Hydrographic data drawn from the National Hydrography Dataset Plus allows the map to display all rivers and active U.S. gauge stations. These are colored and sized based on how their current discharge rate ranks against a thirty year history. Hovering over rivers and stations will display their current discharge rate and stage height, along with links for more information. Current discharge rates are drawn from the National Water Information System
To facilitate understanding of current conditions, the National Land Cover Database, 2011 edition has been used to generate a base layer showing a 20-classification land-use through 13 distinct zoom levels.
To facilitate understanding of the relationships between land-use and water, the National Hydrography Dataset Plus was burned into raster format and proximity-to-water rasters were developed.
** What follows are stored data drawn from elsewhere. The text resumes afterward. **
//! Per-plate visit numbering

use crate::domain::trip::{RefinedTrip, VisitRecord};

/// Sort trips by plate then entry time and number them 1..N within each plate
pub fn number_visits(mut trips: Vec<RefinedTrip>) -> Vec<VisitRecord> {
    trips.sort_by(|a, b| a.plate.cmp(&b.plate).then(a.entry.cmp(&b.entry)));

    let mut records: Vec<VisitRecord> = Vec::with_capacity(trips.len());
    for trip in trips {
        let visit_index = match records.last() {
            Some(last) if last.trip.plate == trip.plate => last.visit_index + 1,
            _ => 1,
        };
        records.push(VisitRecord { visit_index, trip });
    }
    records
}

#[cfg(test)]
mod tests {
    use super::*;
    use crate::domain::trip::Trip;
    use crate::domain::types::{parse_timestamp, ScanEvent};

    fn refined(plate: &str, ts: &str) -> RefinedTrip {
        Trip::open(&ScanEvent::new(plate, "1", parse_timestamp(ts).unwrap(), "N")).into()
    }

    #[test]
    fn test_number_visits() {
        let trips = vec![
            refined("BBB222", "2024-03-01 09:00:00"),
            refined("AAA111", "2024-03-01 12:00:00"),
            refined("AAA111", "2024-03-01 08:00:00"),
            refined("BBB222", "2024-03-01 07:00:00"),
            refined("AAA111", "2024-03-01 10:00:00"),
        ];

        let records = number_visits(trips);

        let summary: Vec<(&str, u32, String)> = records
            .iter()
            .map(|r| (r.trip.plate.as_str(), r.visit_index, r.trip.entry.format("%H").to_string()))
            .collect();
        assert_eq!(
            summary,
            vec![
                ("AAA111", 1, "08".to_string()),
                ("AAA111", 2, "10".to_string()),
                ("AAA111", 3, "12".to_string()),
                ("BBB222", 1, "07".to_string()),
                ("BBB222", 2, "09".to_string()),
            ]
        );
    }

    #[test]
    fn test_number_visits_empty() {
        assert!(number_visits(Vec::new()).is_empty());
    }
}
These were used in conjunction with the National Land Cover Database edition 2001 and 2011 editions to quantify how land-use has changed with regards to proximity to water over the past decade.
This information is displayed on a per-county basis (using the Census TIGER/Line files) where counties are coloured from white to deep red depending on how much near-shore development they have incurred.
Put another way, the foregoing provides an analysis of riparian buffer zones. The lack of such zones has much to do with poor water quality and dead zones downstream and policy action to expand buffer zone size and quantity has become a hot topic recently.
Hurricane data has been overlaid in order to facilitate understanding of the causes for high water volumes.
Future improvements to the project include optimizing server-side database queries and caching. While the project is set up to update data in real-time, updating has been disabled for the next couple of weeks as a proof-of-concept to ensure speedy performance. Additionally improvements will be made to the user interface to facilitate deeper exploration of the data.
In terms of project stats, the server holds 50 gigabytes of explorable data. To perform county-level buffer strip analysis over 11 terabytes of intermediate products were generated and a few hundred hours of supercomputing time were expended. Being a student can have its benefits!
Technical details are available on the project's GitHub page.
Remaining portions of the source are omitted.